Saying Oxbridge is classist is like saying water is wet, the sun is hot and Donald Trump’s behaviour is questionable. It seems so obvious it doesn’t bear mentioning. Last year, 44.3% of Oxford undergrad admissions were from private schools. Compare that to the national average, which saw 88.9% of university students educated in the state sector. This glaring disparity hardly comes as a surprise, indeed it is an inherent part of British university culture. Of course we’ve made a few token attempts to combat it – Cambridge now has fewer private school entries then universities like Bristol, Durham and St Andrews – but in many ways we have come to accept Oxbridge as it is. It remains a sacrosanct example of an ongoing social hierarchy.

That narrative is as problematic as it is self-perpetuating. We see Oxford and Cambridge as the elite bastion of a de-facto aristocracy and so we cement them as such. Almost as problematic, though, are the procedures that hold this narrative in place. Oxbridge is not biased against state school students because admissions tutors are classist or because quotas are not high enough. Oxbridge is biased against state school students because the application process itself works against them.

Students don’t apply to Oxford and Cambridge like they apply to other Russel Group universities, such as Exeter, St Andrews or Durham. Oxbridge has its own application process and its own demands. Oxbridge hopefuls have to finish their applications by the 15 October, several months before everyone else. On top of that they must sit and pass an additional subject-specific exam. Then come interviews, the nature of which vary depending on subject or college. In short, the Oxbridge application process makes you do more stuff more quickly than everyone else.

Maybe that’s fair enough. The domineering narrative may argue that this is necessary preparation. Oxbridge, it might claim, offers you an education leagues above anything else in the country. It is possessed of a distinct, rigorous intensity that few can match. The process is different because an Oxbridge education is itself different, because a degree from Cambridge or Oxford is a uniquely challenging thing to undertake.  

Perhaps that is true. It is hard to judge the difficulty of an Oxbridge degree without taking one. But it is also awfully easy to mythologise. It is easy to exaggerate, to tell stories and to use those stories to hide from more pernicious truths. A gruelling application process might well be preparatory but, more importantly, it’s exclusionary. An early deadline means there’s a distinction between a standard university application and an Oxbridge application. You have to tailor your application, your personal statement, your references and your timings to Oxford or Cambridge themselves. Each specific test comes with specific demands and specific criteria.

The same applies to early interviews. The idea of Oxbridge being so separate and elite means that students who make it to the interview stage have a particular bearing, a particular way of seeing the world, of holding discourse and presenting their ideas. If they know how to prepare for this in advance, they have a huge advantage.

As someone who tried (and failed) to apply, I have experienced the constant feeling that you are trying to live up to a specific set of unclear expectations. There is a sense of clueless uncertainty; that you are on your own, that the standards aren’t always obvious and that the odds are very much stacked against you. Private school kids have an edge when it comes to Oxbridge because they benefit from smaller class sizes and better resources. They have links, connections and the kind of cultural capital to which state school kids don’t always have access. That’s a given. But they also benefit from that fact that Oxford and Cambridge have manufactured a process that gives private sector education the edge.

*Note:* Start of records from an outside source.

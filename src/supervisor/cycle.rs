use crate::config::SupervisorConfig;
use crate::pm2::ServiceManager;
use crate::scan::{ProcessTerminator, SnapshotProvider};
use crate::supervisor::classify::Classifier;
use crate::supervisor::health::{evaluate, Verdict};
use crate::supervisor::reconcile::reconcile;
use crate::supervisor::restart::{restart_managed_app, RestartMethod};
use chrono::{DateTime, Local};
use serde::Serialize;
use tracing::{info, warn};

/// How a restart attempt ended, kept only for this cycle's report
#[derive(Debug, Clone, PartialEq, Eq, Serialize)]
#[serde(tag = "result", rename_all = "snake_case")]
pub enum RestartReport {
    Succeeded { method: RestartMethod },
    Failed { diagnostic: String },
}

/// Structured summary of one supervision pass
#[derive(Debug, Clone, Serialize)]
pub struct CycleReport {
    /// Managed-app instances found in the snapshot
    pub managed_count: usize,
    /// Worker-binary candidates before duplicate eviction
    pub workers_before: usize,
    /// Worker survivors after duplicate eviction
    pub worker_survivors: usize,
    /// PIDs evicted during reconciliation
    pub terminated_pids: Vec<u32>,
    /// Verdict computed from post-reconciliation counts
    pub verdict: Verdict,
    /// Restart outcome, present only when the verdict required one
    pub restart: Option<RestartReport>,
    /// When the cycle finished
    pub completed_at: DateTime<Local>,
}

impl CycleReport {
    /// Whether this cycle left the topology in (or restored it to) a state
    /// that needs no further attention until the next tick
    pub fn is_settled(&self) -> bool {
        match &self.restart {
            None => self.verdict == Verdict::Healthy,
            Some(RestartReport::Succeeded { .. }) => true,
            Some(RestartReport::Failed { .. }) => false,
        }
    }
}

/// Run one full supervision pass: snapshot, classify, reconcile, evaluate,
/// and restart if the topology calls for it.
///
/// Never fails: fatal restart outcomes are folded into the report, and the
/// next externally driven invocation is the retry. All state is recomputed
/// from the snapshot; nothing carries over between calls.
pub async fn run_supervision_cycle<S, T, M>(
    config: &SupervisorConfig,
    scanner: &mut S,
    terminator: &T,
    manager: &M,
) -> CycleReport
where
    S: SnapshotProvider,
    T: ProcessTerminator,
    M: ServiceManager,
{
    let snapshot = scanner.snapshot();
    let classified = Classifier::new(config).classify(&snapshot);

    let managed_count = classified.managed.len();
    let workers_before = classified.workers.len();

    let reconciled = reconcile(classified.workers, terminator);
    let worker_survivors = reconciled.survivors.len();
    let terminated_pids: Vec<u32> = reconciled.terminated.iter().map(|r| r.pid).collect();

    let verdict = evaluate(managed_count, worker_survivors);
    info!(
        "Cycle: {} managed, {} workers ({} evicted), verdict: {}",
        managed_count,
        worker_survivors,
        terminated_pids.len(),
        verdict
    );

    let restart = match verdict {
        Verdict::Healthy => None,
        Verdict::NeedsRestart => Some(match restart_managed_app(config, manager).await {
            Ok(method) => RestartReport::Succeeded { method },
            Err(e) => {
                warn!("Restart of '{}' failed: {}", config.service_name, e);
                RestartReport::Failed {
                    diagnostic: e.to_string(),
                }
            }
        }),
    };

    CycleReport {
        managed_count,
        workers_before,
        worker_survivors,
        terminated_pids,
        verdict,
        restart,
        completed_at: Local::now(),
    }
}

The bias exists, at least in part, because a private school can hire the staff, muster the experience and develop the expertise needed to produce an Oxbridge university statement, to prepare a student for an Oxbridge interview and to get them ready for an Oxbridge-style exam. Whilst the idea of an exam separate to A-Levels might send waves of baffled anxiety through the staff of a state sixth form, a private school can rest easy knowing that it can provide a student with everything they need. More than just mock papers, they can provide an expert atmosphere in which to prepare as well as staff who know what to look for and how to mark papers bearing no resemblance to the national curriculum. A specific application process means specific demands – specific demands that only private schools can reasonably meet.

State school students, meanwhile, are left in the dark. They are at the mercy of sixth form departments which are not equipped with the means of dealing with the demands of a uniquely arbitrary process.

So eliminate this practical distinction. Make their application process the same as everywhere else and it will help level the playing field. Open Oxbridge up to people who might never have applied at all. The mythology will persist and Oxbridge will never cease to be Oxbridge, but the mechanisms that help reinforce and maintain the distinction between Oxford, Cambridge and everywhere else will be partially removed.

On an even deeper level, the uniquely gruelling Oxbridge application process should be removed because it enforces a sense of artificial prestige. That Oxford and Cambridge are the two oldest universities in the country should not be enough to make them the best. The quality of their education should. A distinct application process does nothing more than manufacture the sense that Oxford and Cambridge are, by warrant of being Oxford and Cambridge, better than everyone else. It’s symptomatic of an academic culture that values tradition and prestige over innovation and development. It’s small-c conservatism on a societal scale. It helps no one.